━━ DATASET EXCERPTS

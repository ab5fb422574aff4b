//! Agent identity management.
//!
//! Resolution order:
//! 1) CLI --agent (explicit)
//! 2) EI_AGENT environment variable
//! 3) Persisted value in .ei/agent
//! 4) Config default (agent.default) or "unknown"

use std::path::Path;

use crate::config::Config;
use crate::error::{Error, Result};
use crate::storage::Storage;

/// Resolve the current agent using CLI, environment, persisted value, and
/// config.
pub fn resolve_agent(root: Option<&Path>, cli_agent: Option<&str>) -> Result<String> {
    if let Some(agent) = non_empty(cli_agent) {
        return Ok(agent.to_string());
    }

    if let Ok(env_agent) = std::env::var("EI_AGENT") {
        if let Some(agent) = non_empty(Some(env_agent.as_str())) {
            return Ok(agent.to_string());
        }
    }

    if let Some(root) = root {
        let storage = Storage::new(root.to_path_buf());
        if let Some(agent) = storage.read_agent() {
            return Ok(agent);
        }

        let config = Config::load_from_root(&root.to_path_buf());
        return Ok(config.agent.default);
    }

    Ok("unknown".to_string())
}

/// Persist the agent identity in `.ei/agent`.
pub fn persist_agent(root: &Path, agent: &str) -> Result<()> {
    let agent = non_empty(Some(agent))
        .ok_or_else(|| Error::InvalidArgument("agent name cannot be empty".to_string()))?;

    let storage = Storage::new(root.to_path_buf());
    storage.write_agent(agent)
}

fn non_empty(input: Option<&str>) -> Option<&str> {
    input.and_then(|value| {
        let trimmed = value.trim();
        if trimmed.is_empty() {
            None
        } else {
            Some(trimmed)
        }
    })
}

#[cfg(test)]
mod tests {
    use super::*;
    use tempfile::TempDir;

    #[test]
    fn cli_value_wins() {
        let agent = resolve_agent(None, Some("cli-agent")).unwrap();
        assert_eq!(agent, "cli-agent");
    }

    #[test]
    fn blank_cli_value_is_ignored() {
        let agent = resolve_agent(None, Some("   ")).unwrap();
        assert_eq!(agent, "unknown");
    }

    #[test]
    fn persisted_value_is_used() {
        let temp = TempDir::new().unwrap();
        persist_agent(temp.path(), "stored-agent").unwrap();

        let agent = resolve_agent(Some(temp.path()), None).unwrap();
        assert_eq!(agent, "stored-agent");
    }

    #[test]
    fn persist_rejects_empty() {
        let temp = TempDir::new().unwrap();
        assert!(persist_agent(temp.path(), "  ").is_err());
    }

    #[test]
    fn falls_back_to_config_default() {
        let temp = TempDir::new().unwrap();
        std::fs::write(temp.path().join(".ei.toml"), "[agent]\ndefault = \"bot\"\n").unwrap();

        let agent = resolve_agent(Some(temp.path()), None).unwrap();
        assert_eq!(agent, "bot");
    }
}
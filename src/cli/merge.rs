//! ei merge command implementation
//!
//! Snapshots the pending stream, runs a merge over it, records the run,
//! and optionally writes merged content back to the checkout. Persisting
//! content is this command's job, not the engine's: the integration logic
//! itself never touches the checkout.

use std::collections::BTreeMap;
use std::path::{Path, PathBuf};
use std::sync::Arc;

use uuid::Uuid;

use crate::agent::resolve_agent;
use crate::arbiter::ArbiterOptions;
use crate::config::Config;
use crate::edit::EditStreamEntry;
use crate::engine::HttpEngine;
use crate::error::Result;
use crate::events::{Event, EventDestination, EventKind, EventSink};
use crate::ingest::EditLog;
use crate::integrate::{run_merge_run, run_merge_run_with_progress};
use crate::outcome::IntegratorOutput;
use crate::output::{emit_success, HumanOutput, OutputOptions};
use crate::progress::CancelToken;
use crate::runlog::{RunLog, RunRecord};
use crate::storage::Storage;

pub struct MergeArgs {
    pub root: Option<PathBuf>,
    pub agent: Option<String>,
    pub apply: bool,
    pub no_engine: bool,
    pub events: Option<String>,
    pub json: bool,
    pub quiet: bool,
}

#[derive(serde::Serialize)]
struct MergeReport {
    run_id: Uuid,
    engine_used: bool,
    applied: bool,
    output: IntegratorOutput,
}

pub fn run(args: MergeArgs) -> Result<()> {
    let start = match &args.root {
        Some(path) => path.clone(),
        None => std::env::current_dir()?,
    };
    let storage = Storage::discover(&start)?;
    let config = Config::load_from_root(&storage.root().to_path_buf());
    let agent = resolve_agent(Some(storage.root()), args.agent.as_deref())?;

    let mut event_sink = match EventDestination::parse(args.events.as_deref()) {
        Some(destination) => Some(destination.open()?),
        None => None,
    };

    let log = EditLog::new(storage.edits_file());
    let snapshot = match log.snapshot() {
        Ok(snapshot) => snapshot,
        Err(err) => {
            // Structural failure: the whole run aborts.
            if let Some(sink) = &mut event_sink {
                let event = Event::new(EventKind::RunFailed, Some(agent.clone()))
                    .with_data(serde_json::json!({"error": err.to_string()}))?;
                sink.emit(&event)?;
            }
            return Err(err);
        }
    };

    if snapshot.is_empty() {
        let mut human = HumanOutput::new("ei merge: nothing to merge");
        human.push_next_step("ei submit <file> ...");
        emit_success(
            OutputOptions {
                json: args.json,
                quiet: args.quiet,
            },
            "merge",
            &serde_json::json!({"pending_edits": 0}),
            Some(&human),
        )?;
        return Ok(());
    }

    let bases = read_bases(storage.root(), &snapshot);
    let engine_enabled = !args.no_engine && config.engine.enabled;
    let engine = if engine_enabled {
        Some(Arc::new(HttpEngine::from_config(&config.engine)))
    } else {
        None
    };
    let options = ArbiterOptions::from(&config.engine);

    if let Some(sink) = &mut event_sink {
        let event = Event::new(EventKind::RunStarted, Some(agent.clone())).with_data(
            serde_json::json!({
                "pending_edits": snapshot.len(),
                "engine_enabled": engine_enabled,
            }),
        )?;
        sink.emit(&event)?;
    }

    let record = RunRecord::new(Some(agent.clone()), engine_enabled, args.apply);
    let runtime = tokio::runtime::Runtime::new()?;
    let output = match &mut event_sink {
        Some(sink) => runtime.block_on(run_merge_run_with_progress(
            snapshot.clone(),
            &bases,
            engine,
            options,
            CancelToken::new(),
            sink,
        )),
        None => runtime.block_on(run_merge_run(snapshot.clone(), &bases, engine, options)),
    };

    if let Some(sink) = &mut event_sink {
        emit_outcome_events(sink, &agent, &output)?;
    }

    let record = record.with_output(output.clone());
    RunLog::for_storage(&storage).append(&record)?;

    let applied = if args.apply {
        apply_output(storage.root(), &output)?;
        if config.merge.consume_on_apply {
            let consumed = consumed_edit_ids(&snapshot, &output);
            log.remove_entries(&consumed)?;
        }
        true
    } else {
        false
    };

    let report = MergeReport {
        run_id: record.run_id,
        engine_used: engine_enabled,
        applied,
        output: output.clone(),
    };

    let header = if output.success {
        format!("ei merge: {} file(s) merged", output.merged_files.len())
    } else {
        format!(
            "ei merge: {} file(s) merged, {} unresolved",
            output.merged_files.len(),
            output.unresolved.len()
        )
    };
    let mut human = HumanOutput::new(header);
    human.push_summary("run", record.run_id.to_string());
    human.push_summary("agent", agent);
    human.push_summary("applied", applied.to_string());
    for file in &output.merged_files {
        human.push_detail(format!(
            "{} - {}: {}",
            file.file_path,
            file.strategy.label(),
            file.reasoning
        ));
    }
    for file in &output.unresolved {
        human.push_warning(format!("{} - {}", file.file_path, file.error));
    }
    if !output.success {
        human.push_next_step("rerun `ei merge` later; unresolved edits stay pending");
    } else if !applied {
        human.push_next_step("ei merge --apply");
    }

    emit_success(
        OutputOptions {
            json: args.json,
            quiet: args.quiet,
        },
        "merge",
        &report,
        Some(&human),
    )?;
    Ok(())
}

fn read_bases(root: &Path, snapshot: &[EditStreamEntry]) -> BTreeMap<String, String> {
    let mut bases = BTreeMap::new();
    for entry in snapshot {
        if bases.contains_key(&entry.file_path) {
            continue;
        }
        if let Ok(content) = std::fs::read_to_string(root.join(&entry.file_path)) {
            bases.insert(entry.file_path.clone(), content);
        }
    }
    bases
}

fn emit_outcome_events(sink: &mut EventSink, agent: &str, output: &IntegratorOutput) -> Result<()> {
    for file in &output.merged_files {
        let event = Event::new(EventKind::FileMerged, Some(agent.to_string())).with_data(
            serde_json::json!({
                "file": file.file_path,
                "strategy": file.strategy,
                "reasoning": file.reasoning,
            }),
        )?;
        sink.emit(&event)?;
    }
    for file in &output.unresolved {
        let event = Event::new(EventKind::FileUnresolved, Some(agent.to_string())).with_data(
            serde_json::json!({
                "file": file.file_path,
                "error": file.error,
            }),
        )?;
        sink.emit(&event)?;
    }

    let event = Event::new(EventKind::RunCompleted, Some(agent.to_string())).with_data(
        serde_json::json!({
            "success": output.success,
            "merged": output.merged_files.len(),
            "unresolved": output.unresolved.len(),
        }),
    )?;
    sink.emit(&event)?;
    Ok(())
}

/// Persist merged content. This is the caller-side step the engine leaves
/// to us: one serialized write per file, no cross-file transaction.
fn apply_output(root: &Path, output: &IntegratorOutput) -> Result<()> {
    for file in &output.merged_files {
        let source = root.join(&file.file_path);
        match (&file.content, &file.renamed_to) {
            (None, _) => {
                if source.exists() {
                    std::fs::remove_file(&source)?;
                }
            }
            (Some(content), Some(renamed_to)) => {
                let target = root.join(renamed_to);
                write_file(&target, content)?;
                if source.exists() && source != target {
                    std::fs::remove_file(&source)?;
                }
            }
            (Some(content), None) => {
                write_file(&source, content)?;
            }
        }
    }
    Ok(())
}

fn write_file(path: &Path, content: &str) -> Result<()> {
    if let Some(parent) = path.parent() {
        std::fs::create_dir_all(parent)?;
    }
    std::fs::write(path, content)?;
    Ok(())
}

/// Edits whose file resolved are consumed; unresolved files keep their
/// entries pending for the next run.
fn consumed_edit_ids(snapshot: &[EditStreamEntry], output: &IntegratorOutput) -> Vec<Uuid> {
    snapshot
        .iter()
        .filter(|entry| {
            output
                .merged_files
                .iter()
                .any(|file| file.file_path == entry.file_path)
        })
        .map(|entry| entry.edit_id)
        .collect()
}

━━━━

> **WHAT TO WORK ON**
Locate the word "header" in the records and collect each line it appears in.

> **COMPLETED EXERCISE**
    let header = if output.success {
    let mut human = HumanOutput::new(header);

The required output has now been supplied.